Task directions
Take every line of the material below that includes the string "Running" and copy it out.

Extracted information

//! Simulator tests
//!
//! Drive a seeded market through the feed and the tokio driver, then trade
//! against what the feed produced.

use rand::rngs::StdRng;
use rand::SeedableRng;
use rust_decimal::Decimal;
use rust_decimal_macros::dec;
use spot_sim_core::simulator::driver;
use spot_sim_core::*;
use std::cell::RefCell;
use std::rc::Rc;
use std::time::Duration;

const NOW: i64 = 1_700_000_000_000;

fn seeded(seed: u64) -> SimulationSnapshot {
    let mut rng = StdRng::seed_from_u64(seed);
    create_seed_with(&mut rng, "USDT", Timestamp::from_millis(NOW), &SimulationConfig::default()).unwrap()
}

fn simulator(snapshot: &SimulationSnapshot) -> MarketSimulator<StdRng> {
    MarketSimulator::with_rng(snapshot.market.clone(), SimulationConfig::default(), StdRng::seed_from_u64(42)).unwrap()
}

mod feed_tests {
    use super::*;

    #[test]
    fn pairs_are_updated_in_catalog_order() {
        let snapshot = seeded(1);
        let mut sim = simulator(&snapshot);
        let seen = Rc::new(RefCell::new(Vec::new()));
        let sink = Rc::clone(&seen);
        sim.on(EventKind::Ticker, move |event| {
            if let SimulatorEvent::Ticker(ticker) = event {
                sink.borrow_mut().push(ticker.symbol.clone());
            }
        });

        sim.tick(Timestamp::from_millis(NOW + 1_000));

        let expected: Vec<String> = snapshot.market.pairs.iter().map(|p| p.symbol.clone()).collect();
        assert_eq!(*seen.borrow(), expected);
    }

    #[test]
    fn once_listener_sees_only_first_depth() {
        let snapshot = seeded(2);
        let mut sim = simulator(&snapshot);
        let depths = Rc::new(RefCell::new(0));
        let counter = Rc::clone(&depths);
        sim.once(EventKind::Depth, move |_| *counter.borrow_mut() += 1);

        sim.tick(Timestamp::from_millis(NOW + 1_000));
        sim.tick(Timestamp::from_millis(NOW + 2_000));
        assert_eq!(*depths.borrow(), 1);
    }

    #[test]
    fn candles_extend_within_bucket_and_roll_after() {
        let snapshot = seeded(3);
        let mut sim = simulator(&snapshot);
        let before = snapshot.market.candles("BTCUSDT", CandleInterval::OneMinute).unwrap().clone();
        let last_open = before.back().unwrap().open_time;

        // same minute as the last seeded sample
        sim.tick(last_open.plus_millis(30_000));
        let series = sim.state().candles("BTCUSDT", CandleInterval::OneMinute).unwrap();
        assert_eq!(series.len(), before.len());
        assert_eq!(series.back().unwrap().open_time, last_open);

        // next minute opens a new candle, oldest evicted at the cap
        sim.tick(last_open.plus_millis(60_000));
        let series = sim.state().candles("BTCUSDT", CandleInterval::OneMinute).unwrap();
        assert_eq!(series.len(), before.len());
        assert_eq!(series.back().unwrap().open_time, last_open.plus_millis(60_000));
        assert_eq!(series.front().unwrap().open_time, before[1].open_time);
    }

    #[test]
    fn portfolio_revalues_against_moved_prices() {
        let snapshot = seeded(4);
        let mut sim = simulator(&snapshot);
        for i in 1..=20 {
            sim.tick(Timestamp::from_millis(NOW + i * 1_000));
        }

        let mut portfolio = snapshot.portfolio.clone();
        let value = portfolio.revalue(&sim.state().price_map);
        assert_eq!(value, portfolio.valuation(&sim.state().price_map));
        assert!(value > Decimal::ZERO);

        let pnl = portfolio.pnl_24h(sim.state());
        assert!(pnl.iter().any(|p| p.symbol == "BTC"));
        assert!(pnl.iter().all(|p| p.symbol != "USDT"));
    }
}

mod driver_tests {
    use super::*;

    #[tokio::test(start_paused = true)]
    async fn stop_pauses_and_start_resumes() {
        let snapshot = seeded(5);
        let mut sim = simulator(&snapshot);
        let (handle, rx) = driver::channel();

        let control = handle.clone();
        handle.start().unwrap();
        tokio::spawn(async move {
            tokio::time::sleep(Duration::from_millis(2_500)).await;
            control.stop().unwrap();
            tokio::time::sleep(Duration::from_millis(10_000)).await;
            control.start().unwrap();
            tokio::time::sleep(Duration::from_millis(1_500)).await;
            control.shutdown().unwrap();
        });
        drop(handle);

        // 1000, 2000 before the stop; 13500 after the restart
        assert_eq!(driver::run(&mut sim, rx).await, 3);
    }

    #[tokio::test(start_paused = true)]
    async fn status_events_follow_commands() {
        let snapshot = seeded(6);
        let mut sim = simulator(&snapshot);
        let statuses = Rc::new(RefCell::new(Vec::new()));
        let sink = Rc::clone(&statuses);
        sim.on(EventKind::Status, move |event| {
            if let SimulatorEvent::Status(status) = event {
                sink.borrow_mut().push((status.status, status.speed));
            }
        });

        let (handle, rx) = driver::channel();
        handle.start().unwrap();
        handle.start().unwrap();
        handle.set_speed(SimulationSpeed::Fast).unwrap();
        handle.shutdown().unwrap();
        driver::run(&mut sim, rx).await;

        assert_eq!(
            *statuses.borrow(),
            vec![
                (SimulatorStatus::Running, SimulationSpeed::Normal),
                (SimulatorStatus::Running, SimulationSpeed::Fast),
                (SimulatorStatus::Stopped, SimulationSpeed::Fast),
            ]
        );
    }
}

mod trading_on_live_data {
    use super::*;

    #[test]
    fn book_match_against_simulated_depth() {
        let snapshot = seeded(7);
        let mut sim = simulator(&snapshot);
        sim.tick(Timestamp::from_millis(NOW + 1_000));
        let market = sim.into_state();

        let shared = SharedPortfolio::new(snapshot.portfolio.clone());
        let mut matcher = BookMatcher::new(EngineConfig::default(), IdSequence::new());
        let report = shared
            .execute(
                &mut matcher,
                &OrderDraft::market("ETHUSDT", Side::Sell, dec!(1)),
                &market,
                Timestamp::from_millis(NOW + 1_500),
            )
            .unwrap();

        assert!(matches!(report.order.status, OrderStatus::Filled | OrderStatus::PartiallyFilled));
        let best_bid = market.order_book("ETHUSDT").unwrap().best_bid().unwrap().price;
        assert!(report.fills.iter().all(|f| f.price <= best_bid));

        let after = shared.snapshot();
        assert_eq!(after.free("ETH"), dec!(2.15) - report.filled_quantity());
        assert_eq!(after.equity_history.back().unwrap().timestamp, Timestamp::from_millis(NOW + 1_500));
    }

    #[test]
    fn snapshot_survives_a_session() {
        let snapshot = seeded(8);
        let mut sim = simulator(&snapshot);
        for i in 1..=3 {
            sim.tick(Timestamp::from_millis(NOW + i * 1_000));
        }

        let saved = SimulationSnapshot {
            market: sim.into_state(),
            ..snapshot
        };
        let json = saved.to_json().unwrap();
        let restored = SimulationSnapshot::restore_or_seed(Some(&json), "USDT");

        assert_eq!(restored.market.trades("BTCUSDT").unwrap().len(), 3);
        assert_eq!(restored.market.last_updated, Some(Timestamp::from_millis(NOW + 3_000)));
        assert_eq!(restored.portfolio, saved.portfolio);
    }
}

Exercise solution
                (SimulatorStatus::Running, SimulationSpeed::Normal),
                (SimulatorStatus::Running, SimulationSpeed::Fast),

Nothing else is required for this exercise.